Command: High Performance Log Analyzer and Parser

Overview

Library

Command

The sequence command is developed to demonstrate the use of this package. You can find it in the sequence directory. The sequence command implements the sequential semantic log parser.

Usage:
  sequence [command]

Available Commands:
  scan                      scan will tokenize a log file or message and output a list of tokens
  analyze                   analyze will analyze a log file and output a list of patterns that will match all the log messages
  parse                     parse will parse a log file and output a list of parsed tokens for each of the log messages
  bench                     benchmark scanning or parsing of a log file, no output is provided
  help [command]            Help about any command

 Available Flags:
  -c, --config="./sequence.toml": TOML-formatted configuration file
  -f, --fmt="general": format of the message to tokenize, can be 'json' or 'general'
  -h, --help=false: help for sequence
  -i, --infile="": input file, required
  -o, --outfile="": output file, if empty, to stdout
  -d, --patdir="": pattern directory,, all files in directory will be used
  -p, --patfile="": initial pattern file, optional

Use "sequence help [command]" for more information about that command.

Scan

Usage:
  sequence scan [flags]

 Available Flags:
  -h, --help=false: help for scan
  -m, --msg="": message to tokenize

Example

  $ ./sequence scan -m "jan 14 10:15:56 testserver sudo:    gonner : tty=pts/3 ; pwd=/home/gonner ; user=root ; command=/bin/su - ustream"
  #   0: { Field="%funknown%", Type="%ts%", Value="jan 14 10:15:56" }
  #   1: { Field="%funknown%", Type="%literal%", Value="testserver" }
  #   2: { Field="%funknown%", Type="%literal%", Value="sudo" }
  #   3: { Field="%funknown%", Type="%literal%", Value=":" }
  #   4: { Field="%funknown%", Type="%literal%", Value="gonner" }
  #   5: { Field="%funknown%", Type="%literal%", Value=":" }
  #   6: { Field="%funknown%", Type="%literal%", Value="tty" }
  #   7: { Field="%funknown%", Type="%literal%", Value="=" }
  #   8: { Field="%funknown%", Type="%string%", Value="pts/3" }
  #   9: { Field="%funknown%", Type="%literal%", Value=";" }
  #  10: { Field="%funknown%", Type="%literal%", Value="pwd" }
  #  11: { Field="%funknown%", Type="%literal%", Value="=" }
  #  12: { Field="%funknown%", Type="%string%", Value="/home/gonner" }
  #  13: { Field="%funknown%", Type="%literal%", Value=";" }
  #  14: { Field="%funknown%", Type="%literal%", Value="user" }
  #  15: { Field="%funknown%", Type="%literal%", Value="=" }
  #  16: { Field="%funknown%", Type="%string%", Value="root" }
  #  17: { Field="%funknown%", Type="%literal%", Value=";" }
  #  18: { Field="%funknown%", Type="%literal%", Value="command" }
  #  19: { Field="%funknown%", Type="%literal%", Value="=" }
  #  20: { Field="%funknown%", Type="%string%", Value="/bin/su" }
  #  21: { Field="%funknown%", Type="%literal%", Value="-" }
  #  22: { Field="%funknown%", Type="%literal%", Value="ustream" }

Parse

Usage:
  sequence parse [flags]

 Available Flags:
  -h, --help=false: help for parse
  -i, --infile="": input file, required
  -o, --outfile="": output file, if empty, to stdout
  -d, --patdir="": pattern directory,, all files in directory will be used
  -p, --patfile="": initial pattern file, required

The following command parses a file based on existing rules.
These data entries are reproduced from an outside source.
//! Swappable proxies
//!
//! Long-lived subscribers hold these façades instead of the raw provider
//! and block tracker, so a network switch can retarget the connection
//! without breaking captured references.

use crate::block_tracker::BlockTracker;
use crate::emitter::{is_internal_event, Listener, ListenerId};
use crate::factory::ClientError;
use crate::provider::Provider;
use crate::rpc::RpcError;
use async_trait::async_trait;
use serde_json::Value;
use std::sync::atomic::{AtomicU64, Ordering};
use std::sync::{Arc, Mutex, RwLock, Weak};

/// A stable façade over the current provider. Calls dispatch against the
/// target installed at call time, not the one installed at retrieval time.
pub struct ProviderProxy {
	target: RwLock<Arc<dyn Provider>>,
}

impl ProviderProxy {
	pub fn new(target: Arc<dyn Provider>) -> Arc<Self> {
		Arc::new(Self {
			target: RwLock::new(target),
		})
	}

	/// Atomically replace the backing target.
	pub fn set_target(&self, target: Arc<dyn Provider>) {
		*self
			.target
			.write()
			.unwrap_or_else(|poisoned| poisoned.into_inner()) = target;
	}

	fn current(&self) -> Arc<dyn Provider> {
		Arc::clone(
			&self
				.target
				.read()
				.unwrap_or_else(|poisoned| poisoned.into_inner()),
		)
	}
}

#[async_trait]
impl Provider for ProviderProxy {
	async fn request(&self, method: &str, params: Value) -> Result<Value, RpcError> {
		self.current().request(method, params).await
	}
}

/// Whether the event-emitter proxy carries target-private events across a
/// swap.
#[derive(Debug, Clone, Copy, PartialEq, Eq, Default)]
pub enum EventFilter {
	/// Re-bind every ledger entry on the new target.
	#[default]
	None,
	/// Drop events marked internal (underscore-prefixed) instead of
	/// re-binding them; they belong to the old target's lifecycle.
	SkipInternal,
}

struct LedgerEntry {
	proxy_id: ListenerId,
	event: String,
	listener: Listener,
	target_id: ListenerId,
	internal: bool,
	once: bool,
}

struct TrackerProxyInner {
	target: RwLock<Arc<dyn BlockTracker>>,
	ledger: Mutex<Vec<LedgerEntry>>,
	filter: EventFilter,
	next_proxy_id: AtomicU64,
}

/// A stable façade over the current block tracker.
///
/// Every listener registered through the proxy is recorded in a
/// subscription ledger; [`BlockTrackerProxy::set_target`] deregisters each
/// entry from the old target and re-registers it on the new one, so a
/// subscriber that captured the proxy before a swap keeps receiving events
/// afterwards, with no duplicates from the old target.
pub struct BlockTrackerProxy {
	inner: Arc<TrackerProxyInner>,
}

impl BlockTrackerProxy {
	pub fn new(target: Arc<dyn BlockTracker>, filter: EventFilter) -> Arc<Self> {
		Arc::new(Self {
			inner: Arc::new(TrackerProxyInner {
				target: RwLock::new(target),
				ledger: Mutex::new(Vec::new()),
				filter,
				next_proxy_id: AtomicU64::new(0),
			}),
		})
	}

	/// Atomically replace the backing target, migrating the ledger.
	pub fn set_target(&self, new_target: Arc<dyn BlockTracker>) {
		let mut ledger = self
			.inner
			.ledger
			.lock()
			.unwrap_or_else(|poisoned| poisoned.into_inner());
		let old_target = self.current();

		for entry in ledger.iter() {
			old_target.off(&entry.event, entry.target_id);
		}
		if self.inner.filter == EventFilter::SkipInternal {
			ledger.retain(|entry| !entry.internal);
		}
		for entry in ledger.iter_mut() {
			entry.target_id = if entry.once {
				new_target.once(&entry.event, Arc::clone(&entry.listener))
			} else {
				new_target.on(&entry.event, Arc::clone(&entry.listener))
			};
		}

		*self
			.inner
			.target
			.write()
			.unwrap_or_else(|poisoned| poisoned.into_inner()) = new_target;
	}

	fn current(&self) -> Arc<dyn BlockTracker> {
		Arc::clone(
			&self
				.inner
				.target
				.read()
				.unwrap_or_else(|poisoned| poisoned.into_inner()),
		)
	}

	fn register(&self, event: &str, listener: Listener, once: bool) -> ListenerId {
		let proxy_id = self.inner.next_proxy_id.fetch_add(1, Ordering::Relaxed);

		let effective: Listener = if once {
			// a consumed one-shot must also leave the ledger, or a later
			// swap would resurrect it on the new target
			let ledger_ref: Weak<TrackerProxyInner> = Arc::downgrade(&self.inner);
			let user_listener = Arc::clone(&listener);
			Arc::new(move |payload: &Value| {
				if let Some(inner) = ledger_ref.upgrade() {
					inner
						.ledger
						.lock()
						.unwrap_or_else(|poisoned| poisoned.into_inner())
						.retain(|entry| entry.proxy_id != proxy_id);
				}
				user_listener(payload);
			})
		} else {
			listener
		};

		let target = self.current();
		let target_id = if once {
			target.once(event, Arc::clone(&effective))
		} else {
			target.on(event, Arc::clone(&effective))
		};

		self.inner
			.ledger
			.lock()
			.unwrap_or_else(|poisoned| poisoned.into_inner())
			.push(LedgerEntry {
				proxy_id,
				event: event.to_string(),
				listener: effective,
				target_id,
				internal: is_internal_event(event),
				once,
			});
		proxy_id
	}
}

#[async_trait]
impl BlockTracker for BlockTrackerProxy {
	fn on(&self, event: &str, listener: Listener) -> ListenerId {
		self.register(event, listener, false)
	}

	fn once(&self, event: &str, listener: Listener) -> ListenerId {
		self.register(event, listener, true)
	}

	fn off(&self, event: &str, id: ListenerId) -> bool {
		let mut ledger = self
			.inner
			.ledger
			.lock()
			.unwrap_or_else(|poisoned| poisoned.into_inner());
		let Some(position) = ledger
			.iter()
			.position(|entry| entry.proxy_id == id && entry.event == event)
		else {
			return false;
		};
		let entry = ledger.remove(position);
		drop(ledger);

		self.current().off(event, entry.target_id)
	}

	fn latest_block(&self) -> Option<String> {
		self.current().latest_block()
	}

	async fn destroy(&self) -> Result<(), ClientError> {
		self.current().destroy().await
	}
}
Note that the performance number (9570.20 msgs/sec) is mostly due to reading/writing to disk. To get a more realistic performance number, see the benchmark section below.
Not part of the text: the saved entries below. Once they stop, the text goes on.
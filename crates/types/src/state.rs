//! Persisted composite state

use crate::configuration::NetworkConfigurations;
use crate::details::NetworkDetails;
use crate::network_id::NetworkId;
use crate::networks::BuiltInNetwork;
use crate::provider::ProviderConfiguration;
use crate::status::NetworkStatus;
use serde::{Deserialize, Serialize};

/// The whole-value record written by the embedding persistence layer on
/// every store change, and accepted back at construction time.
///
/// Every field carries a serde default so partially restored state from
/// older versions still deserializes; unknown sibling fields are the
/// embedding layer's concern.
#[derive(Debug, Clone, PartialEq, Serialize, Deserialize)]
#[serde(rename_all = "camelCase", default)]
pub struct NetworkControllerState {
	pub provider: ProviderConfiguration,
	#[serde(rename = "previousProviderStore")]
	pub previous_provider: ProviderConfiguration,
	pub network_id: Option<NetworkId>,
	pub network_status: NetworkStatus,
	pub network_details: NetworkDetails,
	pub network_configurations: NetworkConfigurations,
}

impl Default for NetworkControllerState {
	fn default() -> Self {
		let provider = ProviderConfiguration::for_built_in(BuiltInNetwork::Mainnet);
		Self {
			previous_provider: provider.clone(),
			provider,
			network_id: None,
			network_status: NetworkStatus::default(),
			network_details: NetworkDetails::default(),
			network_configurations: NetworkConfigurations::default(),
		}
	}
}

#[cfg(test)]
mod tests {
	use super::*;

	#[test]
	fn default_state_mirrors_provider_into_previous() {
		let state = NetworkControllerState::default();
		assert_eq!(state.provider, state.previous_provider);
		assert_eq!(state.network_id, None);
		assert_eq!(state.network_status, NetworkStatus::Unknown);
	}

	#[test]
	fn partial_state_deserializes_with_defaults() {
		let state: NetworkControllerState =
			serde_json::from_str(r#"{"networkStatus":"available"}"#).unwrap();

		assert_eq!(state.network_status, NetworkStatus::Available);
		assert_eq!(state.network_id, None);
		assert_eq!(
			state.provider,
			ProviderConfiguration::for_built_in(BuiltInNetwork::Mainnet)
		);
	}

	#[test]
	fn persisted_shape_uses_wire_keys() {
		let state = NetworkControllerState::default();
		let value = serde_json::to_value(&state).unwrap();

		assert!(value.get("provider").is_some());
		assert!(value.get("previousProviderStore").is_some());
		assert!(value.get("networkDetails").is_some());
		assert!(value.get("networkConfigurations").is_some());
	}
}
//! Restricted publish/subscribe bus

use dashmap::DashMap;
use std::panic::{catch_unwind, AssertUnwindSafe};
use std::sync::atomic::{AtomicU64, Ordering};
use std::sync::Arc;
use tracing::warn;

pub type SubscriptionId = u64;
type Callback = Arc<dyn Fn() + Send + Sync>;

struct Registration {
	id: SubscriptionId,
	callback: Callback,
	once: bool,
}

struct BusInner {
	channels: DashMap<String, Vec<Registration>>,
	next_id: AtomicU64,
}

/// Application-wide event bus with ordered synchronous delivery.
///
/// Controllers receive a namespaced [`RestrictedMessenger`] carved out of
/// this bus rather than the bus itself.
pub struct Messenger {
	inner: Arc<BusInner>,
}

impl Clone for Messenger {
	fn clone(&self) -> Self {
		Self {
			inner: Arc::clone(&self.inner),
		}
	}
}

impl Default for Messenger {
	fn default() -> Self {
		Self::new()
	}
}

impl Messenger {
	pub fn new() -> Self {
		Self {
			inner: Arc::new(BusInner {
				channels: DashMap::new(),
				next_id: AtomicU64::new(0),
			}),
		}
	}

	/// Carve out a namespaced view; event names are prefixed with
	/// `{namespace}:`.
	pub fn restrict(&self, namespace: impl Into<String>) -> RestrictedMessenger {
		RestrictedMessenger {
			bus: self.clone(),
			namespace: namespace.into(),
		}
	}

	pub fn publish(&self, event: &str) {
		// Snapshot under the entry lock, invoke outside it, so a callback
		// may subscribe or publish without deadlocking.
		let to_invoke: Vec<Callback> = match self.inner.channels.get_mut(event) {
			Some(mut registrations) => {
				let snapshot = registrations
					.iter()
					.map(|registration| Arc::clone(&registration.callback))
					.collect();
				registrations.retain(|registration| !registration.once);
				snapshot
			}
			None => Vec::new(),
		};

		for callback in to_invoke {
			if catch_unwind(AssertUnwindSafe(|| callback())).is_err() {
				warn!(event, "event subscriber panicked; continuing");
			}
		}
	}

	pub fn subscribe(
		&self,
		event: &str,
		callback: impl Fn() + Send + Sync + 'static,
	) -> SubscriptionId {
		self.register(event, Arc::new(callback), false)
	}

	/// Subscribe for a single delivery; the registration is removed before
	/// the callback runs.
	pub fn subscribe_once(
		&self,
		event: &str,
		callback: impl Fn() + Send + Sync + 'static,
	) -> SubscriptionId {
		self.register(event, Arc::new(callback), true)
	}

	fn register(&self, event: &str, callback: Callback, once: bool) -> SubscriptionId {
		let id = self.inner.next_id.fetch_add(1, Ordering::Relaxed);
		self.inner
			.channels
			.entry(event.to_string())
			.or_default()
			.push(Registration { id, callback, once });
		id
	}

	/// Remove a subscription; a no-op when it already fired or was removed.
	pub fn unsubscribe(&self, event: &str, id: SubscriptionId) {
		if let Some(mut registrations) = self.inner.channels.get_mut(event) {
			registrations.retain(|registration| registration.id != id);
		}
	}
}

/// The events the network controller publishes on its namespace.
///
/// None of them carry a payload; subscribers read controller state for
/// detail.
#[derive(Debug, Clone, Copy, PartialEq, Eq)]
pub enum NetworkEvent {
	NetworkWillChange,
	NetworkDidChange,
	InfuraIsBlocked,
	InfuraIsUnblocked,
}

impl NetworkEvent {
	pub fn as_str(&self) -> &'static str {
		match self {
			NetworkEvent::NetworkWillChange => "networkWillChange",
			NetworkEvent::NetworkDidChange => "networkDidChange",
			NetworkEvent::InfuraIsBlocked => "infuraIsBlocked",
			NetworkEvent::InfuraIsUnblocked => "infuraIsUnblocked",
		}
	}
}

/// A namespaced view of the bus, owned by one controller.
#[derive(Clone)]
pub struct RestrictedMessenger {
	bus: Messenger,
	namespace: String,
}

impl RestrictedMessenger {
	fn qualified(&self, event: &str) -> String {
		format!("{}:{}", self.namespace, event)
	}

	pub fn publish(&self, event: NetworkEvent) {
		self.bus.publish(&self.qualified(event.as_str()));
	}

	pub fn subscribe(
		&self,
		event: NetworkEvent,
		callback: impl Fn() + Send + Sync + 'static,
	) -> SubscriptionId {
		self.bus.subscribe(&self.qualified(event.as_str()), callback)
	}

	pub fn subscribe_once(
		&self,
		event: NetworkEvent,
		callback: impl Fn() + Send + Sync + 'static,
	) -> SubscriptionId {
		self.bus
			.subscribe_once(&self.qualified(event.as_str()), callback)
	}

	pub fn unsubscribe(&self, event: NetworkEvent, id: SubscriptionId) {
		self.bus.unsubscribe(&self.qualified(event.as_str()), id);
	}
}

#[cfg(test)]
mod tests {
	use super::*;
	use std::sync::atomic::AtomicUsize;
	use std::sync::Mutex;

	#[test]
	fn delivery_follows_subscription_order() {
		let messenger = Messenger::new();
		let order = Arc::new(Mutex::new(Vec::new()));

		for tag in ["a", "b", "c"] {
			let order = Arc::clone(&order);
			messenger.subscribe("event", move || order.lock().unwrap().push(tag));
		}

		messenger.publish("event");
		assert_eq!(*order.lock().unwrap(), vec!["a", "b", "c"]);
	}

	#[test]
	fn subscribe_once_fires_a_single_time() {
		let messenger = Messenger::new();
		let calls = Arc::new(AtomicUsize::new(0));

		let calls_by_subscriber = Arc::clone(&calls);
		messenger.subscribe_once("event", move || {
			calls_by_subscriber.fetch_add(1, Ordering::SeqCst);
		});

		messenger.publish("event");
		messenger.publish("event");
		assert_eq!(calls.load(Ordering::SeqCst), 1);
	}

	#[test]
	fn unsubscribe_is_a_no_op_after_fire() {
		let messenger = Messenger::new();
		let id = messenger.subscribe_once("event", || {});
		messenger.publish("event");

		// already removed; must not disturb other subscriptions
		let calls = Arc::new(AtomicUsize::new(0));
		let calls_by_subscriber = Arc::clone(&calls);
		messenger.subscribe("event", move || {
			calls_by_subscriber.fetch_add(1, Ordering::SeqCst);
		});
		messenger.unsubscribe("event", id);

		messenger.publish("event");
		assert_eq!(calls.load(Ordering::SeqCst), 1);
	}

	#[test]
	fn namespaces_are_isolated() {
		let messenger = Messenger::new();
		let network = messenger.restrict("NetworkController");
		let calls = Arc::new(AtomicUsize::new(0));

		let calls_by_subscriber = Arc::clone(&calls);
		network.subscribe(NetworkEvent::NetworkDidChange, move || {
			calls_by_subscriber.fetch_add(1, Ordering::SeqCst);
		});

		// same suffix on the bare bus does not cross the namespace
		messenger.publish("networkDidChange");
		assert_eq!(calls.load(Ordering::SeqCst), 0);

		messenger.publish("NetworkController:networkDidChange");
		assert_eq!(calls.load(Ordering::SeqCst), 1);
	}

	#[test]
	fn publishing_inside_a_callback_does_not_deadlock() {
		let messenger = Messenger::new();
		let chained = Arc::new(AtomicUsize::new(0));

		let inner_messenger = messenger.clone();
		messenger.subscribe("outer", move || inner_messenger.publish("inner"));
		let chained_by_subscriber = Arc::clone(&chained);
		messenger.subscribe("inner", move || {
			chained_by_subscriber.fetch_add(1, Ordering::SeqCst);
		});

		messenger.publish("outer");
		assert_eq!(chained.load(Ordering::SeqCst), 1);
	}
}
  $ ./sequence parse -d ../../patterns -i ../../data/sshd.all  -o parsed.sshd
  Parsed 212897 messages in 22.25 secs, ~ 9570.20 msgs/sec

This is an entry from the output file:

  Jan 15 19:39:26 jlz sshd[7778]: pam_unix(sshd:session): session opened for user jlz by (uid=0)
  #   0: { Field="%createtime%", Type="%ts%", Value="jan 15 19:39:26" }
  #   1: { Field="%apphost%", Type="%string%", Value="jlz" }
  #   2: { Field="%appname%", Type="%string%", Value="sshd" }
  #   3: { Field="%funknown%", Type="%literal%", Value="[" }
  #   4: { Field="%sessionid%", Type="%integer%", Value="7778" }
  #   5: { Field="%funknown%", Type="%literal%", Value="]" }
  #   6: { Field="%funknown%", Type="%literal%", Value=":" }
  #   7: { Field="%funknown%", Type="%string%", Value="pam_unix" }
  #   8: { Field="%funknown%", Type="%literal%", Value="(" }
  #   9: { Field="%funknown%", Type="%literal%", Value="sshd" }
  #  10: { Field="%funknown%", Type="%literal%", Value=":" }
  #  11: { Field="%funknown%", Type="%string%", Value="session" }
  #  12: { Field="%funknown%", Type="%literal%", Value=")" }
  #  13: { Field="%funknown%", Type="%literal%", Value=":" }
  #  14: { Field="%object%", Type="%string%", Value="session" }
  #  15: { Field="%action%", Type="%string%", Value="opened" }
  #  16: { Field="%funknown%", Type="%literal%", Value="for" }
  #  17: { Field="%funknown%", Type="%literal%", Value="user" }
  #  18: { Field="%dstuser%", Type="%string%", Value="jlz" }
  #  19: { Field="%funknown%", Type="%literal%", Value="by" }
  #  20: { Field="%funknown%", Type="%literal%", Value="(" }
  #  21: { Field="%funknown%", Type="%literal%", Value="uid" }
  #  22: { Field="%funknown%", Type="%literal%", Value="=" }
  #  23: { Field="%funknown%", Type="%integer%", Value="0" }
  #  24: { Field="%funknown%", Type="%literal%", Value=")" }

Benchmark

Usage:
  sequence bench [flags]

 Available Flags:
  -c, --cpuprofile="": CPU profile filename
  -h, --help=false: help for bench
  -i, --infile="": input file, required
  -d, --patdir="": pattern directory,, all files in directory will be used
  -p, --patfile="": pattern file, required
  -w, --workers=1: number of parsing workers

The following command will benchmark the parsing of two files. First file is a bunch of sshd logs, averaging 98 bytes per message. The second is a Cisco ASA log file, averaging 180 bytes per message.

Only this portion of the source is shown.